**** TASK INPUT ****

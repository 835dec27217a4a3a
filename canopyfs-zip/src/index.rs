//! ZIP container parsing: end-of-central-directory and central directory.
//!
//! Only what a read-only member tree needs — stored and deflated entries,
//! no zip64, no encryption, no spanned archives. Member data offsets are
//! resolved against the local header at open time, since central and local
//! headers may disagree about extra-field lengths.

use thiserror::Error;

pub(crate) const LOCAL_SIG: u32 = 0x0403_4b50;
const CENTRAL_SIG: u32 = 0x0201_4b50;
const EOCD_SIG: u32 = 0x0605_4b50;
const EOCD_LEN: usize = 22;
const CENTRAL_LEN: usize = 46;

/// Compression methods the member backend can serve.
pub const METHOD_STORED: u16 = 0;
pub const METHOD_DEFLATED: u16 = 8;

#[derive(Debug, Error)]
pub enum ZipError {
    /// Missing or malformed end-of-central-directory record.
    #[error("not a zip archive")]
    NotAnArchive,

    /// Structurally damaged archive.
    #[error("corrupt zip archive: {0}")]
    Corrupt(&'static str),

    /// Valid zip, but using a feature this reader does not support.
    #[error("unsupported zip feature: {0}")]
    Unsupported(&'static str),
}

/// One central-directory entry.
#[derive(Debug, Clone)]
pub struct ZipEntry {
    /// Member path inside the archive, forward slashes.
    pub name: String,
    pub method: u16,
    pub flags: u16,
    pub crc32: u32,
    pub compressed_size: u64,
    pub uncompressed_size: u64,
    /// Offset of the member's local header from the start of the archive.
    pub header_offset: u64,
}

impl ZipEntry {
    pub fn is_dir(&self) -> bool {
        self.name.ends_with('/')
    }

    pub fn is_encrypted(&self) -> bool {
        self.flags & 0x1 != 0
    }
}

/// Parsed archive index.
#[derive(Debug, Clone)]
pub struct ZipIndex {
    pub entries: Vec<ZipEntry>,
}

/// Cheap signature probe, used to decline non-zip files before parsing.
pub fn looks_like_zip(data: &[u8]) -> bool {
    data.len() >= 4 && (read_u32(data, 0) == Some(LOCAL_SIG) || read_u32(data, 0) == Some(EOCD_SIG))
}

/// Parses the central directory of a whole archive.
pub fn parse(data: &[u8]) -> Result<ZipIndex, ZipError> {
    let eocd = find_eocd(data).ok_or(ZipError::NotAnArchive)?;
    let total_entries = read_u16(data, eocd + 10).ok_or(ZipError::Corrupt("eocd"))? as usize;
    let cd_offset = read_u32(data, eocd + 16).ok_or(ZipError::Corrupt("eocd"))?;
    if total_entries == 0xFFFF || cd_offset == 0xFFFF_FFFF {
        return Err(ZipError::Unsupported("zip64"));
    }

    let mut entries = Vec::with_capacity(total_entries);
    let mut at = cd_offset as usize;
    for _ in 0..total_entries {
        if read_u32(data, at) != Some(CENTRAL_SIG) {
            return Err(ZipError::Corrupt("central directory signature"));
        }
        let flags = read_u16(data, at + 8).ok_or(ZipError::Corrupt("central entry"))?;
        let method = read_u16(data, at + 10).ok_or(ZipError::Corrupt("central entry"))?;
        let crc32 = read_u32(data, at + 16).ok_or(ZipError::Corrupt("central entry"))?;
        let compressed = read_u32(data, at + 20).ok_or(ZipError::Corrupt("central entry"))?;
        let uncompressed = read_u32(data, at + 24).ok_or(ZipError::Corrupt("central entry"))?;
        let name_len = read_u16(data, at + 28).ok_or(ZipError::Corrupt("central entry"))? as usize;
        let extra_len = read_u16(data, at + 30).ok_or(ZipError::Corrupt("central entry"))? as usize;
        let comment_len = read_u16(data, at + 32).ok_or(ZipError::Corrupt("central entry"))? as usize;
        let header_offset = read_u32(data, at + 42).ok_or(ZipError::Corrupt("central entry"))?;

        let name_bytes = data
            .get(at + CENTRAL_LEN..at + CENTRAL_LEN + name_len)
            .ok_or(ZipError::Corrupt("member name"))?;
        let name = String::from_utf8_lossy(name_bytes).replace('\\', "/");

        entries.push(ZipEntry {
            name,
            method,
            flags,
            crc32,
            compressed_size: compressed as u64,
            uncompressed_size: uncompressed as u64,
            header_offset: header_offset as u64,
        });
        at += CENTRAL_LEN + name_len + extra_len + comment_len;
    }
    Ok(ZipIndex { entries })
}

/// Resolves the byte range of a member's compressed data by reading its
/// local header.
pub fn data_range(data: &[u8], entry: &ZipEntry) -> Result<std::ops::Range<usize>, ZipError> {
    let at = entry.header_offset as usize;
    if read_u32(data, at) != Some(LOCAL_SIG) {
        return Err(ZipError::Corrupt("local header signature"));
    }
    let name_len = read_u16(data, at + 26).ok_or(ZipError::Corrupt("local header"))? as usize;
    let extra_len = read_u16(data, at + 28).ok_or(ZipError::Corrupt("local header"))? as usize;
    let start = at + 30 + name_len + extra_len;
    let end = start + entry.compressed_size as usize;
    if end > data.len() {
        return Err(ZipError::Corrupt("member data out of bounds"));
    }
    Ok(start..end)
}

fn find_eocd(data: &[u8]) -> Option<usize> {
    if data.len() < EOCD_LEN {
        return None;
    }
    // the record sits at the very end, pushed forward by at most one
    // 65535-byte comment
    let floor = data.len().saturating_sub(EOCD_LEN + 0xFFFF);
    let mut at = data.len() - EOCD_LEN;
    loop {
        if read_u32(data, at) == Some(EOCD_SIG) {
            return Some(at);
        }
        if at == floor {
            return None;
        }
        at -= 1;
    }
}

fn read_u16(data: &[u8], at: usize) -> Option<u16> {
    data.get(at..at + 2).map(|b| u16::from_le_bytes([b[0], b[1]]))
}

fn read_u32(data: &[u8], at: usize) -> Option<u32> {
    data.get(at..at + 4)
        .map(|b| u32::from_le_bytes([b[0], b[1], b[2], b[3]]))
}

****

> TASK OBJECTIVE:
Starting from the data above, filter for lines with "Option" and copy each one.

> TASK OUTPUT:
fn find_eocd(data: &[u8]) -> Option<usize> {
fn read_u16(data: &[u8], at: usize) -> Option<u16> {
fn read_u32(data: &[u8], at: usize) -> Option<u32> {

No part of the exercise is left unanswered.